Perhaps the most frequently-cited of the "quarrying " or "engineering" features at Rhosyfelin is the so-called "bluestone monolith extraction point" near the tip of the spur, and very close to sampling point number 8 as examined by Rob Ixer and Richard Bevins.
Well, I was down in the valley again yesterday, and research continues.
Well there is not really a recess here at all, and given the nature of the bedrock above and below MPP's right hand, it is vanishingly unlikely that a bluestone monolith with dimensions 2m x 20 cm x 20 cm could have survived physical extraction by quarrymen from here, since the rock is criss-crossed with deep fractures. As I mentioned in a previous post, there are at least ten intersecting fracture planes within a very small area. I'm amazed that the geologists did not point this out to Mike and his colleagues. We are talking rock mechanics and common sense here.
https://brian-mountainman.blogspot.co.uk/2016/05/rhosyfelin-more-on-monolith-extraction.html
The other observation from my latest visit is that on the rock face from which the pillar is supposed to have been extracted, there is clear evidence that thin slabs of rhyolite have fractured and fallen away over a long period of time -- and not all on one occasion. If you just look at the edges of the fractures on the rock face, some are quite young, others are moderately weathered and others are very old (rounded off and heavily abraded). This little rock face has a complicated history, as any geologist or geomorphologist will confirm. On the illustrations pasted below, click to enlarge.
And where is the debris from the flaky thin slabs or slices that have dropped away from this rock face? Why, it has been thrown into buckets by the archaeologists and thrown away, on the basis that it was of no importance. Very convenient.........
Much as I hate being a party pooper, there is only one conclusion to be drawn from these observations. There is no monolith extraction point located here. In other words, there has been no quarrying.
I'm convinced that if different parts of this face were subjected to cosmogenic dating analyses, the result would be a wide range of different exposure ages. I believe that at least one sample was taken from here for analysis at Glasgow University a couple of years ago, and that the result should have been available last summer. Whatever happened to that dating result? Why has it not been published? Why, in his 2017 lectures, did MPP not announce the date to the world?
If the result had been favourable to the quarrying hypothesis, it would be out there by now, as sure as eggs is eggs..............
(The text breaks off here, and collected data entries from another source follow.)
use chrono::NaiveDate;

/// One accepted care entry. Everything is fixed at creation time; later
/// submissions never touch existing records.
#[derive(Debug, Clone)]
pub struct CareRecord {
    pub common_name: String,      // Catalog key (e.g., "Peace Lily")
    pub species: String,          // Binomial name, copied from the catalog
    pub adjusted_interval: u32,   // Days between waterings for this plant
    pub last_watered: NaiveDate,
    pub amount_given: f32,        // ml the user actually gave
    pub typical_water: f32,       // ml the species typically needs, copied from the catalog
    pub planting_medium: String,  // Free text, may be empty
    pub location: String,         // Free text, may be empty
    pub height_cm: f32,
    pub sunlight_hours: f32,      // Reported hours of sun per day
    pub next_watering: NaiveDate, // last_watered + adjusted_interval
}

impl CareRecord {
    /// Due today or overdue. The boundary day itself counts as due.
    pub fn is_due(&self, today: NaiveDate) -> bool {
        self.next_watering <= today
    }
}

/// What the user filled in, before the catalog lookup and interval math.
#[derive(Debug, Clone)]
pub struct CareSubmission {
    pub common_name: String,
    pub last_watered: NaiveDate,
    pub amount_given: f32,
    pub planting_medium: String,
    pub location: String,
    pub height_cm: f32,
    pub sunlight_hours: f32,
}

/// One bar pair in the consumption chart: what a plant got vs. what its
/// species typically needs. One entry per care record, duplicates included.
#[derive(Debug, Clone, PartialEq)]
pub struct WaterUsage {
    pub common_name: String,
    pub amount_given: f32,
    pub typical_water: f32,
}
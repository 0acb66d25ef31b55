use std::ops::RangeInclusive;

use eframe::egui;
use egui_extras::DatePickerButton;

use super::{
    theme::Theme,
    ActionQueue,
    PlantBuddyApp,
    PlantForm,
    UiAction,
};
use crate::core::{
    watering::{
        adjusted_interval,
        next_watering,
    },
    Catalog,
    CatalogEntry,
};

const WATER_RANGE_ML: RangeInclusive<f32> = 10.0..=1000.0;
const SUNLIGHT_RANGE_HOURS: RangeInclusive<f32> = 0.0..=24.0;
const HEIGHT_RANGE_CM: RangeInclusive<f32> = 0.1..=10_000.0;

pub fn show(ctx: &egui::Context, app: &mut PlantBuddyApp) {
    let mut actions = ActionQueue::new();

    egui::SidePanel::left("add_plant_panel").resizable(false).exact_width(330.0).show(ctx, |ui| {
        let PlantBuddyApp { catalog, form, status_flash, theme, .. } = app;

        ui.spacing_mut().slider_width = 190.0;

        ui.add_space(8.0);
        ui.heading(theme.heading(ui.ctx(), "Add a New Plant"));
        ui.add_space(8.0);

        ui_species_picker(ui, catalog, form, &mut actions);

        if let Some(entry) = catalog.get(&form.common_name) {
            ui.label(egui::RichText::new(&entry.species).italics().color(theme.comment(ui.ctx())));
            ui.add_space(6.0);
            ui_species_photo(ui, entry);
            ui.add_space(10.0);

            ui_care_fields(ui, form);
            ui.add_space(8.0);
            ui_schedule_preview(ui, form, entry, theme);
        }

        ui.add_space(12.0);

        let add_clicked =
            ui.add_sized([ui.available_width(), 28.0], egui::Button::new("Add Plant")).clicked();

        if add_clicked {
            actions.push(UiAction::AddPlant);
        }

        ui.add_space(6.0);
        status_flash.show(ui, theme);
    });

    let had_actions = !actions.is_empty();
    execute_actions(app, &mut actions);

    if had_actions {
        ctx.request_repaint();
    }
}

fn execute_actions(app: &mut PlantBuddyApp, actions: &mut ActionQueue) {
    for action in actions.drain() {
        match action {
            UiAction::SelectPlant(common_name) => {
                if let Some(entry) = app.catalog.get(&common_name) {
                    app.form.select(entry);
                }
            }
            UiAction::AddPlant => {
                match app.care_log.add_record(&app.catalog, app.form.submission()) {
                    Ok(record) => {
                        println!(
                            "Added {}: watering every {} days, next on {}",
                            record.common_name, record.adjusted_interval, record.next_watering
                        );
                        app.status_flash.flash("Plant added successfully!");
                    }
                    Err(e) => {
                        app.modals.error.show_error(
                            "Couldn't Add Plant",
                            "The submitted species is not part of the catalog.",
                            Some(e.to_string()),
                        );
                    }
                }
            }
        }
    }
}

fn ui_species_picker(
    ui: &mut egui::Ui,
    catalog: &Catalog,
    form: &mut PlantForm,
    actions: &mut ActionQueue,
) {
    ui.label("Common Name:");

    let previous = form.common_name.clone();
    egui::ComboBox::from_id_salt("species_combo")
        .width(ui.available_width().min(220.0))
        .selected_text(form.common_name.clone())
        .show_ui(ui, |ui| {
            for name in catalog.names() {
                ui.selectable_value(&mut form.common_name, name.to_string(), name);
            }
        });

    if form.common_name != previous {
        actions.push(UiAction::SelectPlant(form.common_name.clone()));
    }
}

fn ui_species_photo(ui: &mut egui::Ui, entry: &CatalogEntry) {
    ui.vertical_centered(|ui| {
        ui.add(
            egui::Image::new(entry.image_ref.as_str())
                .max_size(egui::vec2(290.0, 140.0))
                .show_loading_spinner(true),
        );
    });
}

fn ui_care_fields(ui: &mut egui::Ui, form: &mut PlantForm) {
    ui.label("Date of Last Watering:");
    ui.add(DatePickerButton::new(&mut form.last_watered).id_salt("last_watered_picker"));
    ui.add_space(6.0);

    ui.label("Amount of Water (ml):");
    ui.add(egui::Slider::new(&mut form.amount_given, WATER_RANGE_ML).fixed_decimals(0));
    ui.add_space(6.0);

    ui.label("Medium of Planting:");
    ui.add(
        egui::TextEdit::singleline(&mut form.planting_medium)
            .hint_text("e.g. potting soil")
            .desired_width(f32::INFINITY),
    );
    ui.add_space(6.0);

    ui.label("Location of the Plant:");
    ui.add(
        egui::TextEdit::singleline(&mut form.location)
            .hint_text("e.g. living room window")
            .desired_width(f32::INFINITY),
    );
    ui.add_space(6.0);

    ui.label("Height of the Plant (cm):");
    ui.add(egui::DragValue::new(&mut form.height_cm).range(HEIGHT_RANGE_CM).speed(0.5));
    ui.add_space(6.0);

    ui.label("Sunlight Exposure (hours/day):");
    ui.add(egui::Slider::new(&mut form.sunlight_hours, SUNLIGHT_RANGE_HOURS).fixed_decimals(1));
}

fn ui_schedule_preview(ui: &mut egui::Ui, form: &PlantForm, entry: &CatalogEntry, theme: &Theme) {
    let interval = adjusted_interval(entry.base_interval, entry.avg_sunlight, form.sunlight_hours);
    let next = next_watering(form.last_watered, interval);

    let cadence = match interval {
        1 => "every day".to_string(),
        n => format!("every {} days", n),
    };

    ui.label(
        egui::RichText::new(format!("Waters {}, next on {}", cadence, next.format("%b %d, %Y")))
            .color(theme.comment(ui.ctx()))
            .italics(),
    );
}
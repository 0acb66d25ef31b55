mod form;
mod modals;

use chrono::Local;
use eframe::egui;
use modals::Modals;

use super::{
    add_plant_panel,
    dashboard,
    settings::SettingsData,
    status_flash::StatusFlash,
    theme::{
        set_theme,
        Theme,
    },
    top_bar::{
        TopBar,
        TopBarAction,
    },
};
use crate::{
    core::{
        CareLog,
        Catalog,
    },
    persistence::{
        load_json_or_default,
        save_json,
    },
};

pub use form::PlantForm;

pub struct PlantBuddyApp {
    // Domain State
    pub catalog: Catalog,
    pub care_log: CareLog,

    // Configuration
    pub settings_data: SettingsData,

    // UI State
    pub form: PlantForm,
    pub theme: Theme,
    pub status_flash: StatusFlash,

    // Modals
    pub modals: Modals,
}

impl PlantBuddyApp {
    pub fn new(cc: &eframe::CreationContext<'_>) -> Self {
        let settings_data = load_json_or_default::<SettingsData>("settings.json");
        let catalog = Catalog::builtin();
        let form = PlantForm::for_catalog(&catalog);

        let app = Self {
            // Domain State
            catalog,
            care_log: CareLog::new(),

            // Configuration
            settings_data,

            // UI State
            form,
            theme: Theme::everforest(),
            status_flash: StatusFlash::new(),

            // Modals
            modals: Modals::default(),
        };

        egui_extras::install_image_loaders(&cc.egui_ctx);
        app.setup_theme(cc);

        // Apply saved theme preference (set_theme switches to the registered variant)
        cc.egui_ctx.set_theme(if app.settings_data.dark_mode {
            egui::Theme::Dark
        } else {
            egui::Theme::Light
        });

        cc.egui_ctx.options_mut(|o| {
            o.theme_preference = if app.settings_data.dark_mode {
                egui::ThemePreference::Dark
            } else {
                egui::ThemePreference::Light
            };
        });

        //Make sure it opens above other windows so you can see it.
        cc.egui_ctx
            .send_viewport_cmd(egui::ViewportCommand::WindowLevel(egui::WindowLevel::AlwaysOnTop));
        cc.egui_ctx
            .send_viewport_cmd(egui::ViewportCommand::WindowLevel(egui::WindowLevel::Normal));

        app
    }

    fn setup_theme(&self, cc: &eframe::CreationContext<'_>) {
        set_theme(&cc.egui_ctx, self.theme.clone());
    }

    fn save_settings(&self) {
        if let Err(e) = save_json(&self.settings_data, "settings.json") {
            eprintln!("Failed to save settings: {}", e);
        }
    }

    /// The theme switch in the top bar writes straight into the egui context;
    /// mirror it into the saved settings when it changes.
    fn sync_theme_preference(&mut self, ctx: &egui::Context) {
        let dark_mode = ctx.theme() == egui::Theme::Dark;
        if dark_mode != self.settings_data.dark_mode {
            self.settings_data.dark_mode = dark_mode;
            self.save_settings();
        }
    }

    fn start_new_session(&mut self) {
        let discarded = self.care_log.len();
        self.care_log.clear();
        self.form = PlantForm::for_catalog(&self.catalog);
        self.status_flash.clear();
        println!("Started a new session ({} care entries discarded)", discarded);
    }
}

impl eframe::App for PlantBuddyApp {
    fn update(&mut self, ctx: &egui::Context, _frame: &mut eframe::Frame) {
        let today = Local::now().date_naive();
        let due_count = self.care_log.due_for_watering(today).count();

        if let Some(action) = TopBar::show(ctx, self.care_log.len(), due_count) {
            match action {
                TopBarAction::NewSession => self.modals.reset.open_confirm(self.care_log.len()),
            }
        }

        self.sync_theme_preference(ctx);

        add_plant_panel::show(ctx, self);
        dashboard::show(ctx, self, today);

        self.modals.error.show(ctx);

        if let Some(confirmed) = self.modals.reset.show(ctx, &self.theme) {
            if confirmed {
                self.start_new_session();
            }
        }
    }
}
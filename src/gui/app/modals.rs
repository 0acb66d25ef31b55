use crate::gui::{
    error_modal::ErrorModal,
    reset_modal::ResetSessionModal,
};

pub struct Modals {
    pub error: ErrorModal,
    pub reset: ResetSessionModal,
}

impl Default for Modals {
    fn default() -> Self {
        Self { error: ErrorModal::new(), reset: ResetSessionModal::new() }
    }
}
These "stumps" at the base of the rock face have been described as the solid rock remnants left behind when the monolith was levered away by the intrepid quarrymen. But just look at how heavily abraded they are. Like many other bedrock surfaces around the tip of the spur, they have been battered and worn down by powerful glacial meltwater streams loaded with sand, gravel, cobbles and even boulders. The deposits left behind by these streams are located in close proximity to this point, and were exposed during the course of the archaeological excavations:
A few random comments.
ReplyDeleteOnce again get the nomenclature correct you are showing joint planes. These are very different from fractures. It is disheartening to keep making this point.
It is not semantics but has geological implications.
I don't see any great difference in the degree of weathering but that were best argued in the field.
I suspect you are looking at the degree of limonite staining and equating that with weathering. It is not or rather only partly so.
Weathering is very superficial and ugh suficial (restricted to the surface)
However alteration WITHIN rocks is concentrated along and alongside joint planes.
This in turn is related to the local chemistry of the rock.
I agree that the extraction area of MPP et al.is indeed very close to sample 8 of the pet rock boys.
According to all my text books joints are brittle fractures resulting from contraction or other stresses -- generally without any displacement, in which case they would be called faults. There might be lots of intersecting joints in a body of rock, but since each joint is a fracture we are simply splitting hairs. A fracture plane or fracture face is what we see when we look at a rock face and see a relatively flat face from which a mass of rock has fallen away or been dragged away.The plane may coincide with a foliation layer, or it may not -- you refer in your papers to "sub-planar fracture faces" -- by which I assume you mean that the faces left behind do not quite coincide with the foliation layers. I don't see any reason at all to change any of my terminology.
ReplyDeleteWeathering -- no, I am not just looking at staining (which we might refer to as chemical weathering) but at the physical degradation of the rock itself -- and we would call that physical weathering. If you enlarge those pics and take a careful look, you will see what I mean.
MPP still reminds me of the former TV academic, David Bellamy, in this pose and photo!
ReplyDelete..... whom we of Durham remember all too well!!